Assignment: Every line from the one with "update-allow network map." to the one with "Ok(PrefixSet::from_entries(&self.ratelimit_whitelist)?)", including those two, is to be copied exactly; all other lines of the entries below are left out.

Data shown:
╭──

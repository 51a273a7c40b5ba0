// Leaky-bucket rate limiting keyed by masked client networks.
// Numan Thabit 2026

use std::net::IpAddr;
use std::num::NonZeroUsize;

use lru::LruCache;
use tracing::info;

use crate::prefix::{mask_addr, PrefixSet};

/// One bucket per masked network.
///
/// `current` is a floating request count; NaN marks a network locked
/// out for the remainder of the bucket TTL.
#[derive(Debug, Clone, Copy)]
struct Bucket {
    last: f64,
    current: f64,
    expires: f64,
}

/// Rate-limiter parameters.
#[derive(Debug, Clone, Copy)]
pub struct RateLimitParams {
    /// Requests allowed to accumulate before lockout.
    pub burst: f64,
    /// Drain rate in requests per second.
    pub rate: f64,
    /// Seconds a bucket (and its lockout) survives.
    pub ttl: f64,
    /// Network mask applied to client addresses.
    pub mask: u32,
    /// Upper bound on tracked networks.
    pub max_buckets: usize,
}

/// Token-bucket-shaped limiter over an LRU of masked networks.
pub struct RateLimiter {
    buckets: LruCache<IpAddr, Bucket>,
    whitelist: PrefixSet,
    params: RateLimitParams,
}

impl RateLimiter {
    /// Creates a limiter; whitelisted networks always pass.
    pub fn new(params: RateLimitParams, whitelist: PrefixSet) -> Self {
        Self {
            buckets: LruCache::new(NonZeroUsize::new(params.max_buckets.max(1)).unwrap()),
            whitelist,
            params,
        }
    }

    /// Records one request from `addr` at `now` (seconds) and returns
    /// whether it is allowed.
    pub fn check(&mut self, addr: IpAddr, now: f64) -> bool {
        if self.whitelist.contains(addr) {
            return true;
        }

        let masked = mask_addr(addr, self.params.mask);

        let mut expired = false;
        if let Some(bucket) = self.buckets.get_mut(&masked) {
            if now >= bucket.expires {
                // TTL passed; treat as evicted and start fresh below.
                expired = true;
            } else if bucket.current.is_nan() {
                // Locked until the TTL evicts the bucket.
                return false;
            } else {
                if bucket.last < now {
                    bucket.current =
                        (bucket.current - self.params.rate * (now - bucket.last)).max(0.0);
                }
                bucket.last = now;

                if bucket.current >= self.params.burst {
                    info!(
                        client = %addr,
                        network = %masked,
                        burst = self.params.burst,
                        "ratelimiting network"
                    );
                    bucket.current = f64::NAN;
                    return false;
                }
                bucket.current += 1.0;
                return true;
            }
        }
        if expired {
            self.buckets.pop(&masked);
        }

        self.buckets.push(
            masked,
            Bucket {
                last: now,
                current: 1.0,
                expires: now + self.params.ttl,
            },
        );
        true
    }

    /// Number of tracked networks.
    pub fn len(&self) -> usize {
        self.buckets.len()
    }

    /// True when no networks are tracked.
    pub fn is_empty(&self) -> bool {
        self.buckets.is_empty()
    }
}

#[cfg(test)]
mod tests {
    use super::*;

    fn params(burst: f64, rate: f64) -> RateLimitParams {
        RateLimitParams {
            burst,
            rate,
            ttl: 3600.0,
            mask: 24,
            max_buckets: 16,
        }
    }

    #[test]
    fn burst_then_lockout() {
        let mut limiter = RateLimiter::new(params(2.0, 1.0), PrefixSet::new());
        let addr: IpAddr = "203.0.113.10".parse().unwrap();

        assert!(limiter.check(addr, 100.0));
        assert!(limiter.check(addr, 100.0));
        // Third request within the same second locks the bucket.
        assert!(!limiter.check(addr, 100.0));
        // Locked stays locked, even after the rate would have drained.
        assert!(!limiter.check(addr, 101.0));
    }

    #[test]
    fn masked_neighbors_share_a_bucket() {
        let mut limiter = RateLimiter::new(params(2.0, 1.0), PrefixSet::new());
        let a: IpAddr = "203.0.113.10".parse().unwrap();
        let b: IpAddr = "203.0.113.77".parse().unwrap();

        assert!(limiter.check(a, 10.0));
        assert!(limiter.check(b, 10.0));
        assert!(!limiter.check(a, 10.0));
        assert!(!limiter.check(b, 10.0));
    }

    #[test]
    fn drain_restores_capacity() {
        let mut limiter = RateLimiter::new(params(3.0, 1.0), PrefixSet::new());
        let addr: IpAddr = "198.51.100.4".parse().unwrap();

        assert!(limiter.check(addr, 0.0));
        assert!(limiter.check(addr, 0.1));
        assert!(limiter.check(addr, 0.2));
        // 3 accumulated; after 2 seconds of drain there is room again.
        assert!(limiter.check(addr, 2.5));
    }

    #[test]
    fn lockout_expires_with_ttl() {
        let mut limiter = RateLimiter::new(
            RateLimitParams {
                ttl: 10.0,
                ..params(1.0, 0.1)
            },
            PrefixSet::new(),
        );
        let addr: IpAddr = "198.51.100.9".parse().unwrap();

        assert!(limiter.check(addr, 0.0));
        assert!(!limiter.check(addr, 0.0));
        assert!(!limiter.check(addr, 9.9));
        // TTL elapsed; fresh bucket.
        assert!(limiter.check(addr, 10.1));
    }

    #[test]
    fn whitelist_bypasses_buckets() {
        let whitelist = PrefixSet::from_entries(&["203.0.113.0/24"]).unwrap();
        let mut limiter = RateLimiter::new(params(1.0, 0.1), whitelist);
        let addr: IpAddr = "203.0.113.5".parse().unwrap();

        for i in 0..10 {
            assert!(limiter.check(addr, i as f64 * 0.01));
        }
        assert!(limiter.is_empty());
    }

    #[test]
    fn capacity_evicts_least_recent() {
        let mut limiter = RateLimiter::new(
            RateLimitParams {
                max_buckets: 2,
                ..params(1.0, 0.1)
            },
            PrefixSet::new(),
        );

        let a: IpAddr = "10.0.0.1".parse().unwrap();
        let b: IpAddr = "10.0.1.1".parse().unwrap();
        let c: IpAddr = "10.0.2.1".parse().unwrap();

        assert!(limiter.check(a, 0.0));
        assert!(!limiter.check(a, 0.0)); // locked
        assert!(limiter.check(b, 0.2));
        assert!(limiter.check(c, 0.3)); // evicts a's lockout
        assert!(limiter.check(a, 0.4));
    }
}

╰──
╭──

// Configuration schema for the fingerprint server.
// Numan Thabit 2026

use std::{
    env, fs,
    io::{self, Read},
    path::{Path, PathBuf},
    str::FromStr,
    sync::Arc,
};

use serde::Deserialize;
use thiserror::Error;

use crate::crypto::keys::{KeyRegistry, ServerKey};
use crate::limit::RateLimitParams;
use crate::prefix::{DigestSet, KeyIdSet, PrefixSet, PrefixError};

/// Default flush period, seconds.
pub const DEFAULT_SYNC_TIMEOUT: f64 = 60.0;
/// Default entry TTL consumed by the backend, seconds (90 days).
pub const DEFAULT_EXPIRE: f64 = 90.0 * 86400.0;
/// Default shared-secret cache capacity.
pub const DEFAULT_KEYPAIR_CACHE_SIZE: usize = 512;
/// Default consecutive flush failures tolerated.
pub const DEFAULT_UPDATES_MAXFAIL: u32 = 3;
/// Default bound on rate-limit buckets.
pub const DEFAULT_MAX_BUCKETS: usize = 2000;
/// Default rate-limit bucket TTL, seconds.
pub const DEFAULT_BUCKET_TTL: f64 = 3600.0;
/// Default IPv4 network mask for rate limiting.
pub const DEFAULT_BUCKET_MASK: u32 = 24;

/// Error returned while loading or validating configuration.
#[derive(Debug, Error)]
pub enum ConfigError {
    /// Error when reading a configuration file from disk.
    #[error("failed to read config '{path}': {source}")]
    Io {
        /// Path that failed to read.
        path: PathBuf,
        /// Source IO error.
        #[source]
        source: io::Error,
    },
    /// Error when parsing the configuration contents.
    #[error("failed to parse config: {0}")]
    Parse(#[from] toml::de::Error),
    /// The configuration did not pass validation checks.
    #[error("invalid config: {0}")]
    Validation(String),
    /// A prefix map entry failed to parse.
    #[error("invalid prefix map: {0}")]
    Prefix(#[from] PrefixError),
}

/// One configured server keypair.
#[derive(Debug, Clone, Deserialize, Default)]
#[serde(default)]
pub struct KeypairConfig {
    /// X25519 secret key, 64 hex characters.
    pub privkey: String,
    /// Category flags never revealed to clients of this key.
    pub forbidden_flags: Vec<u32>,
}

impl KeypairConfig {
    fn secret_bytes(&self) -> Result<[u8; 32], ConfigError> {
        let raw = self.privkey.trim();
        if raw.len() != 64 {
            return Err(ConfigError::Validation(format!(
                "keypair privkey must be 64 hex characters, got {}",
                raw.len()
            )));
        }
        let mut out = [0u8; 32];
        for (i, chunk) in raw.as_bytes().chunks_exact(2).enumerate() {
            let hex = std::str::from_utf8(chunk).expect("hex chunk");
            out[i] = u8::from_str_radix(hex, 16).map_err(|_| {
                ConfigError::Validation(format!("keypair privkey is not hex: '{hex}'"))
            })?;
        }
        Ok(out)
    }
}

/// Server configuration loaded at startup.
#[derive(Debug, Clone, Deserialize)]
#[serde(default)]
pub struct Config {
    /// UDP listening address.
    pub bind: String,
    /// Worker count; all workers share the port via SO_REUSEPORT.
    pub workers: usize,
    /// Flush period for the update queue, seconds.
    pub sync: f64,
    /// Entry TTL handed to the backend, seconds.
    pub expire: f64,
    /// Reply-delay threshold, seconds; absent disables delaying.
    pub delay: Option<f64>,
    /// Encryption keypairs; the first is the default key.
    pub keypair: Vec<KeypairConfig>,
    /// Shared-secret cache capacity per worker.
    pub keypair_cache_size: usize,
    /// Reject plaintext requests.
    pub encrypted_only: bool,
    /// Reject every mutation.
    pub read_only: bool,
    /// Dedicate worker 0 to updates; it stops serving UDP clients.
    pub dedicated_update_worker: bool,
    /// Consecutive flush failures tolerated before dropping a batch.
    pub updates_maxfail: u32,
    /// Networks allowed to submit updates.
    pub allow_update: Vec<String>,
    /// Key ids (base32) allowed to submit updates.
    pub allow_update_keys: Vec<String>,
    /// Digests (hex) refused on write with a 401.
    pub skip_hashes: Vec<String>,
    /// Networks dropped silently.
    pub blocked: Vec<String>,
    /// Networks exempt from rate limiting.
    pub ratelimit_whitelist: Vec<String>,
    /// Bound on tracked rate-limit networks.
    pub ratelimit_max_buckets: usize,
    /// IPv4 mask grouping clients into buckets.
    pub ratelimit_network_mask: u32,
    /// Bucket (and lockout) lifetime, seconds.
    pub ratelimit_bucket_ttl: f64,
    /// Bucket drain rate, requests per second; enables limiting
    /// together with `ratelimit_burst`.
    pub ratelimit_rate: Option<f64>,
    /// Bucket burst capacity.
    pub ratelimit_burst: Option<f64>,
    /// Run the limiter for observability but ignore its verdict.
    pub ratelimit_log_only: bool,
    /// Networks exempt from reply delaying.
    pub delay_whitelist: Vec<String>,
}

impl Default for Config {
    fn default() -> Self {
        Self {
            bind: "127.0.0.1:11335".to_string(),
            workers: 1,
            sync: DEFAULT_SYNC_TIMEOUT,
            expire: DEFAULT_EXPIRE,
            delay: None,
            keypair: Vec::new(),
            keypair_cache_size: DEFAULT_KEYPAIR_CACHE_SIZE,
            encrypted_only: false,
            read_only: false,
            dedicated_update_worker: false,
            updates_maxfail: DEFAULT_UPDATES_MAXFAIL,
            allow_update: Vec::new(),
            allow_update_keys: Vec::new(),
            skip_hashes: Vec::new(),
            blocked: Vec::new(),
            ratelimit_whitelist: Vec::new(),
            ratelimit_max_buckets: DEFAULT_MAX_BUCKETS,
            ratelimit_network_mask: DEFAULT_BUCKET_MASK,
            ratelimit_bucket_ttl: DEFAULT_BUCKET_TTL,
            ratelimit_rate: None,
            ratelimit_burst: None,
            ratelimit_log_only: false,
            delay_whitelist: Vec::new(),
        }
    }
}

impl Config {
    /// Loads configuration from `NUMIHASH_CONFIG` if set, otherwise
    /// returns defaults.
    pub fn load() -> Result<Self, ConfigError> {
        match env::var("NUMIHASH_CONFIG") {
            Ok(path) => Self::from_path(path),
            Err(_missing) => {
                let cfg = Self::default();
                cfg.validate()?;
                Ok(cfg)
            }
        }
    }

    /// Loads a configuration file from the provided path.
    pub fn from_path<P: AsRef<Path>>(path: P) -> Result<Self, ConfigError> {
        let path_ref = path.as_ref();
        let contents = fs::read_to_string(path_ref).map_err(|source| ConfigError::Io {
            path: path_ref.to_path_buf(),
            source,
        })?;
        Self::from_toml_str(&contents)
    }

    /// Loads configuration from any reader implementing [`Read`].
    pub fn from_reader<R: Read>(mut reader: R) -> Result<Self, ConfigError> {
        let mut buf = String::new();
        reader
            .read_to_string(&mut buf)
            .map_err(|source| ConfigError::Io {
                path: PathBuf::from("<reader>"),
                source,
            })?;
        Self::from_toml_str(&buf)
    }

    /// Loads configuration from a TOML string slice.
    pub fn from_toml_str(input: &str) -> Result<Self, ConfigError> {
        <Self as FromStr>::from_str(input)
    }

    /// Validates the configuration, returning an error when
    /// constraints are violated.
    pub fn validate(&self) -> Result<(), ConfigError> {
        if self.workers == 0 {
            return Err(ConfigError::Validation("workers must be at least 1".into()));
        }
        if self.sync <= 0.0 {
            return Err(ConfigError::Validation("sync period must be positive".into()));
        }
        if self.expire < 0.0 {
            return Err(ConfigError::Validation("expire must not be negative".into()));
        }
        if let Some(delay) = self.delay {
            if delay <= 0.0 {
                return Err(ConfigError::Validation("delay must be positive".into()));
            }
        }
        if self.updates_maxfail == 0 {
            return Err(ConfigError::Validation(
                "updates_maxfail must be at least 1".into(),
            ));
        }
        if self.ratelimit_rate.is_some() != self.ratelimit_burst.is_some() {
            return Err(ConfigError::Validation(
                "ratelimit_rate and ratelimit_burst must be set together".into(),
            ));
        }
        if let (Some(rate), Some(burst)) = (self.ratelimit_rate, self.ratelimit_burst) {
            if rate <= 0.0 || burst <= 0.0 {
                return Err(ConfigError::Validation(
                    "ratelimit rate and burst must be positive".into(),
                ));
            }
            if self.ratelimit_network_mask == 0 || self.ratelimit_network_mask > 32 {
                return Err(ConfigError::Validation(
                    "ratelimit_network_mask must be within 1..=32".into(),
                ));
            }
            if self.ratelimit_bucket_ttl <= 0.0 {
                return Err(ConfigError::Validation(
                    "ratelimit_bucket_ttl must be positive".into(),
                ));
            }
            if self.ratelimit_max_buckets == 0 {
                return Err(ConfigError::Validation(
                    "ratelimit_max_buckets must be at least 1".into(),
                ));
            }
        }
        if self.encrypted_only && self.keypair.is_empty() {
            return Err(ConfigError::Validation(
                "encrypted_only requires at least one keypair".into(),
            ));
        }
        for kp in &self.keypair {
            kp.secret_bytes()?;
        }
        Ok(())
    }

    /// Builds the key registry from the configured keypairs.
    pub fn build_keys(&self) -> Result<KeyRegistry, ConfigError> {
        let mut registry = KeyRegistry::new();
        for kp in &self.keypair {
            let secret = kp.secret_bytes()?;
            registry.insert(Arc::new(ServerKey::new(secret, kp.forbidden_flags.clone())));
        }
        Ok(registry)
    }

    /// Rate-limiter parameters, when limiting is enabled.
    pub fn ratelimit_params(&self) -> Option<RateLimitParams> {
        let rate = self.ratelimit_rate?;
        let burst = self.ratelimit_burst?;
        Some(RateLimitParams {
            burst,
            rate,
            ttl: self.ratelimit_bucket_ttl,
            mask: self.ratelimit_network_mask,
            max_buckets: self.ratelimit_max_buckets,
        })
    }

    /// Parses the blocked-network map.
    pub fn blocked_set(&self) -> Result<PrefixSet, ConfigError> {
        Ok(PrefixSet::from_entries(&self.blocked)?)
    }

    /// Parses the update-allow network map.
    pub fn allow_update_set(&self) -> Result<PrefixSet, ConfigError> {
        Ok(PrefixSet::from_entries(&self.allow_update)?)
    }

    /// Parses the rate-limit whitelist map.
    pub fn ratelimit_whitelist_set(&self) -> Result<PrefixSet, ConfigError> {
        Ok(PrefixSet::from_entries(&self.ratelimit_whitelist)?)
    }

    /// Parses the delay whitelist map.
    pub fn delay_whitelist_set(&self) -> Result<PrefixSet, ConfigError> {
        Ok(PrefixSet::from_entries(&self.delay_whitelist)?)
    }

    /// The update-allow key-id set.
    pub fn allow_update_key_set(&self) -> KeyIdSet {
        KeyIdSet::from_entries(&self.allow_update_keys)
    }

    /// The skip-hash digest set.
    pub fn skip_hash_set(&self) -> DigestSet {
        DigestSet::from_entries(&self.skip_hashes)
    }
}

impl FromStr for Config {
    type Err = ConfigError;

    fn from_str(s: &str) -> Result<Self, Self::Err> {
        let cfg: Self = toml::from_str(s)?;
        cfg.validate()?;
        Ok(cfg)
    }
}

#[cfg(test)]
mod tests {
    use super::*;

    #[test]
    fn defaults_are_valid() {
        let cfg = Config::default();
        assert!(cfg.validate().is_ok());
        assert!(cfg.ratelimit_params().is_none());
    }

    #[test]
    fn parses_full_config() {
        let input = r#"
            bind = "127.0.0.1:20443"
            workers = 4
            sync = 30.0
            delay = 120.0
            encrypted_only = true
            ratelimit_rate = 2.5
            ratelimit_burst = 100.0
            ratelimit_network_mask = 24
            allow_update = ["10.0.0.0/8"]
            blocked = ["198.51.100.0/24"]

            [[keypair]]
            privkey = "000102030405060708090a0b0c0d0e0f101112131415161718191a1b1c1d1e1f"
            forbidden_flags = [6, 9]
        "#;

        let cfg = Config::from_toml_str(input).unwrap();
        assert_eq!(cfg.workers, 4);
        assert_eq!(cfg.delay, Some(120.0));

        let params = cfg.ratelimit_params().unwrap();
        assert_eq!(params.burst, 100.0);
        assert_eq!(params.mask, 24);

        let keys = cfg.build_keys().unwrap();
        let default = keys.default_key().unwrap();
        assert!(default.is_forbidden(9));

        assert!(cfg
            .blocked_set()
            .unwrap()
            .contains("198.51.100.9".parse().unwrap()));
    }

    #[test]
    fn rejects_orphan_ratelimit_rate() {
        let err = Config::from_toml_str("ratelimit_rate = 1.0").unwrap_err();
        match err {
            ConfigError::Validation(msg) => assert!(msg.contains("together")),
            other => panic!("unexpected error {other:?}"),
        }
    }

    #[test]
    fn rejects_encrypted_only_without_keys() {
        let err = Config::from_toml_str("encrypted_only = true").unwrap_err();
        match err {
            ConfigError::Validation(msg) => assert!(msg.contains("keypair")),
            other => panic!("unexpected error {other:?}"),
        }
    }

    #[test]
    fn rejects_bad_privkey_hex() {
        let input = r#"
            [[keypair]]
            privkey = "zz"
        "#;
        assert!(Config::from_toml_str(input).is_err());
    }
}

╰──
╭──

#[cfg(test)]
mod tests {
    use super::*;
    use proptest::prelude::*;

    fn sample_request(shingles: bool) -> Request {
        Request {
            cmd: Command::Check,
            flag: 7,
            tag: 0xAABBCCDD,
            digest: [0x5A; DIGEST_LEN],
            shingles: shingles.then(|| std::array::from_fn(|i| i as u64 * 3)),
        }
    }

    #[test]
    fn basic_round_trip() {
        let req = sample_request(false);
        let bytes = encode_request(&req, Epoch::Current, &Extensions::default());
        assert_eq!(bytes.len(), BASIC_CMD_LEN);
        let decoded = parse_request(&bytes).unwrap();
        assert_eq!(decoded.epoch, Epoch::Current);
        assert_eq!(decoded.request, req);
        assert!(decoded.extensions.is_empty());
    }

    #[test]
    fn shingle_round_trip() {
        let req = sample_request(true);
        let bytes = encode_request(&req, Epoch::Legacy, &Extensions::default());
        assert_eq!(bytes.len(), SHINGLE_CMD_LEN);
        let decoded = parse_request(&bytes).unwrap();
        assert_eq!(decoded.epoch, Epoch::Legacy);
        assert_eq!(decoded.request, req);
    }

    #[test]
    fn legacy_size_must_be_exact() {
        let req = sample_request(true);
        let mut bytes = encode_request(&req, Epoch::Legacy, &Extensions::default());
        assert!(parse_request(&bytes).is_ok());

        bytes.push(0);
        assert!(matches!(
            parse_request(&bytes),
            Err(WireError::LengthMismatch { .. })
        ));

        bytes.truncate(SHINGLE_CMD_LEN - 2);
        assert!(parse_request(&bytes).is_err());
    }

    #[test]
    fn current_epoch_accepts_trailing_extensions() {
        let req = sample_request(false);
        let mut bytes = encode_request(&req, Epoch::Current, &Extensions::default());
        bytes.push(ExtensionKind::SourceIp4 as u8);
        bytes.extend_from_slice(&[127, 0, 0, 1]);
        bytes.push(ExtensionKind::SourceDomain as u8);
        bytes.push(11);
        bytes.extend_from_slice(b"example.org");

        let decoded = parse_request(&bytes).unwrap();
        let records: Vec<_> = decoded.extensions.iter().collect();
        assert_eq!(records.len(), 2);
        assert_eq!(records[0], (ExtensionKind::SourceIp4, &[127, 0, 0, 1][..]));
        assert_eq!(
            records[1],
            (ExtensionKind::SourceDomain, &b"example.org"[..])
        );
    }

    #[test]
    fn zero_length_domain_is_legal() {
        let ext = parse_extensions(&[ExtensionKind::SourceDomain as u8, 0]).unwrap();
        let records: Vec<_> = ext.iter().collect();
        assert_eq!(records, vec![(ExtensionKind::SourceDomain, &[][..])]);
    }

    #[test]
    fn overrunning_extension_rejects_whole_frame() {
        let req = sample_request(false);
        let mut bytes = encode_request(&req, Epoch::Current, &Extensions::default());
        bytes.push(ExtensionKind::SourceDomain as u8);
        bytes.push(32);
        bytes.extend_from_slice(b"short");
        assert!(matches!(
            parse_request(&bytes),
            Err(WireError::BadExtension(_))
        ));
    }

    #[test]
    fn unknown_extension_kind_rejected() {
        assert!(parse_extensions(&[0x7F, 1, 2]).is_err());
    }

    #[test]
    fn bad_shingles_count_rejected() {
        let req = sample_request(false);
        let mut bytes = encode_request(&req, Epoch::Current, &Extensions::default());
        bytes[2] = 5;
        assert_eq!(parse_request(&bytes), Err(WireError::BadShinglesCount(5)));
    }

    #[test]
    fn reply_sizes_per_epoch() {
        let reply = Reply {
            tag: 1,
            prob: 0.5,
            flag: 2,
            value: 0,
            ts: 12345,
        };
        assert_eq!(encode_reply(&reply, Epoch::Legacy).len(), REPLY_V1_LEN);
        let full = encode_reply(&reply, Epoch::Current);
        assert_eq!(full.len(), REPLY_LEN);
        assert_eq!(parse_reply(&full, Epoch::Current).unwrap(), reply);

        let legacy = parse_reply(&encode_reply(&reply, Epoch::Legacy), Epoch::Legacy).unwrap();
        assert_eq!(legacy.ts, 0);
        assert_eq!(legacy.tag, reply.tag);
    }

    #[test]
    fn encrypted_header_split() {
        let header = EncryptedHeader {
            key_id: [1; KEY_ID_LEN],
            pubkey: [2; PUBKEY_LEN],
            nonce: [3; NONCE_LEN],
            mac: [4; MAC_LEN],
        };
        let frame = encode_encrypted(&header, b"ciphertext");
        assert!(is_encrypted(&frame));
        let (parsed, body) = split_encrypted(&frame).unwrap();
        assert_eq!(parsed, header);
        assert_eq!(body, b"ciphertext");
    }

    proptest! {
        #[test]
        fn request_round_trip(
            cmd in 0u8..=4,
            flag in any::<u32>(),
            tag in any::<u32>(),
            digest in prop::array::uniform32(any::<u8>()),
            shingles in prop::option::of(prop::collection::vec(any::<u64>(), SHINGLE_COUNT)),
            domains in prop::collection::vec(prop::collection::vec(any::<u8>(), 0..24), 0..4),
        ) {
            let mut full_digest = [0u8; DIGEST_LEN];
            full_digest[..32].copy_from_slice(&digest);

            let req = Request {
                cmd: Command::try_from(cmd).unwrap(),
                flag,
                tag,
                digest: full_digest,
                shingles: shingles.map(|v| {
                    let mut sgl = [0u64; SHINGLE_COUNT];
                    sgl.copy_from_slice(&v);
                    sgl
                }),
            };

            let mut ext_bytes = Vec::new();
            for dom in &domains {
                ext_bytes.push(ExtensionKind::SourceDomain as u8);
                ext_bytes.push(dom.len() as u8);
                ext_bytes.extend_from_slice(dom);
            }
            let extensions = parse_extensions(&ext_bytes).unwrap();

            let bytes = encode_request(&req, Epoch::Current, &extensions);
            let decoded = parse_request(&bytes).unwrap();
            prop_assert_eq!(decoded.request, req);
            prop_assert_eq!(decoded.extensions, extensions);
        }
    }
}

╰──

Answer for the task:
    /// Parses the update-allow network map.
    pub fn allow_update_set(&self) -> Result<PrefixSet, ConfigError> {
        Ok(PrefixSet::from_entries(&self.allow_update)?)
    }

    /// Parses the rate-limit whitelist map.
    pub fn ratelimit_whitelist_set(&self) -> Result<PrefixSet, ConfigError> {
        Ok(PrefixSet::from_entries(&self.ratelimit_whitelist)?)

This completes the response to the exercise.